Testing Patterns

Hermetic's most uncontroversial use is in unit testing: guarantee that a test really is hermetic, not just hermetic-on-this-laptop. This page collects patterns for using hermetic in pytest and similar frameworks.

A pytest fixture for "no network"

# conftest.py
import pytest
from hermetic import hermetic_blocker

@pytest.fixture
def no_network():
    with hermetic_blocker(block_network=True, allow_localhost=True):
        yield

# tests/test_thing.py
def test_works_offline(no_network):
    # If anything in here calls out to the internet, the test fails
    # loudly with PolicyViolation.
    result = my_module.compute()
    assert result == 42

allow_localhost=True lets you keep using a local test database, a wiremock server, or httpbin running on 127.0.0.1.

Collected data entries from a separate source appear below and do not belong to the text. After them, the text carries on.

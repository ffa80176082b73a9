use std::time::Duration;
use tracing::trace;

use crate::domain::{Message, UDConfig, UDError};
use crate::model::Model;
use crate::users::ColumnId;
use ratatui::crossterm::event::{self, Event, KeyCode, KeyModifiers};

pub struct Controller {
    event_poll_time: u64,
}

impl Controller {
    pub fn new(cfg: &UDConfig) -> Self {
        Self {
            event_poll_time: cfg.event_poll_time,
        }
    }

    pub fn handle_event(&self, model: &Model) -> Result<Option<Message>, UDError> {
        if event::poll(Duration::from_millis(self.event_poll_time))?
            && let Event::Key(key) = event::read()?
            && key.kind == event::KeyEventKind::Press
        {
            return Ok(self.handle_key(key, model.raw_keyevents()));
        }
        Ok(None)
    }

    fn handle_key(&self, key: event::KeyEvent, raw: bool) -> Option<Message> {
        if raw {
            return Some(Message::RawKey(key));
        }
        let message = match (key.code, key.modifiers) {
            (KeyCode::Char('c'), KeyModifiers::CONTROL) => Some(Message::Quit),
            (KeyCode::Char('q'), _) => Some(Message::Quit),
            (KeyCode::Char('u'), _) => Some(Message::EditFilter(ColumnId::Username)),
            (KeyCode::Char('e'), _) => Some(Message::EditFilter(ColumnId::Email)),
            (KeyCode::Char(c @ '1'..='9'), _) => c
                .to_digit(10)
                .and_then(|d| ColumnId::from_position(d as usize - 1))
                .map(Message::SortBy),
            (KeyCode::Char('h'), _) | (KeyCode::Left, _) => Some(Message::PreviousPage),
            (KeyCode::Char('l'), _) | (KeyCode::Right, _) => Some(Message::NextPage),
            (KeyCode::Char('g'), _) => Some(Message::PageSelector),
            (KeyCode::Char('?'), _) => Some(Message::Help),
            (KeyCode::Esc, _) => Some(Message::Exit),
            _ => None,
        };
        trace!("Mapped: {key:?} => {message:?}");
        message
    }
}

A session-scoped guard for the whole test run

# conftest.py
import pytest
from hermetic import hermetic_blocker

@pytest.fixture(scope="session", autouse=True)
def _no_network_for_this_test_run():
    with hermetic_blocker(block_network=True, allow_localhost=True):
        yield

Now every test in the session runs with the network guard. Any test that needs the real network has to override the fixture or use a pytest.mark.skip plus a conditional.

Allow-listing specific external APIs

If you have a small set of trusted endpoints (a captive mock-OAuth server, a fixed staging API), allow-list them:

@pytest.fixture
def constrained_network():
    with hermetic_blocker(
        block_network=True,
        allow_localhost=True,
        allow_domains=["staging.api.example.com"],
    ):
        yield

Catching PolicyViolation in a test

If your test wants to verify that the code under test would have made a network call (rather than swallowing the call silently), catch the exception:

import pytest
from hermetic import hermetic_blocker
from hermetic.errors import PolicyViolation

def test_module_calls_out_to_api():
    with hermetic_blocker(block_network=True):
        with pytest.raises(PolicyViolation, match="api.example.com"):
            my_module.refresh_from_api()

This is a stronger assertion than mocking requests.get: you're asserting the code reached the network layer, not just the HTTP client.

Comparison with pytest-socket / pytest-network

Both of those plugins do something similar (patch socket-level APIs to disable connections during tests). Hermetic differs in:

• Scope. Hermetic also covers subprocess, filesystem, and native imports — useful when you want a multi-axis sandbox in one place.
• Bootstrap. Hermetic can be invoked from the command line to wrap an entire process tree, not just a pytest run. So the same tool serves both unit-test and CLI-runner use cases.
• Allow-list semantics. Hermetic supports suffix-match domain allow-lists, localhost, and a non-overridable cloud metadata deny-list.

If you only need socket-level test isolation, pytest-socket is smaller and well-trodden. If you need anything else, hermetic gives you the same primitive plus more.

Testing a CLI tool inside its own test suite

If you ship a tool and want to verify it's hermetic-clean, you can run its tests under hermetic in CI:

# .github/workflows/test.yml
- run: pip install -e . hermetic-seal pytest
- run: hermetic --no-network --allow-localhost -- pytest tests/

Any test that makes an unmarked external request fails the build.

Catching writes outside a sandbox

import pytest
from hermetic import hermetic_blocker

@pytest.fixture
def sandboxed(tmp_path):
    with hermetic_blocker(fs_readonly=True, fs_root=str(tmp_path)):
        yield tmp_path

def test_module_only_writes_to_sandbox(sandboxed):
    # The function is supposed to keep all its IO inside `sandboxed`.
    # If it tries to write anywhere else (or read /etc/passwd), it
    # raises PolicyViolation.
    my_module.process(workdir=sandboxed)

Note: fs_readonly=True denies all writes including ones to fs_root. If you need writes inside the root, hermetic doesn't support that today — you want a read-only sandbox plus an allow-write subdirectory, which would require a more elaborate guard. For now, isolate writes via the OS (use a tmpfs, a container bind mount, or just tmp_path and assert manually).

Combining with property-based tests

Hypothesis tests and hermetic compose cleanly:

from hypothesis import given, strategies as st
from hermetic import hermetic_blocker

@given(st.text())
def test_pure_function_is_pure(s):
    with hermetic_blocker(block_network=True, block_subprocess=True):
        result = my_module.transform(s)
        # If `transform` is pure, this never raises and the only
        # variability is the input.
        assert isinstance(result, str)

If a Hypothesis-generated example causes the code to take a non-pure path (open a file, hit the network), the test fails deterministically with PolicyViolation.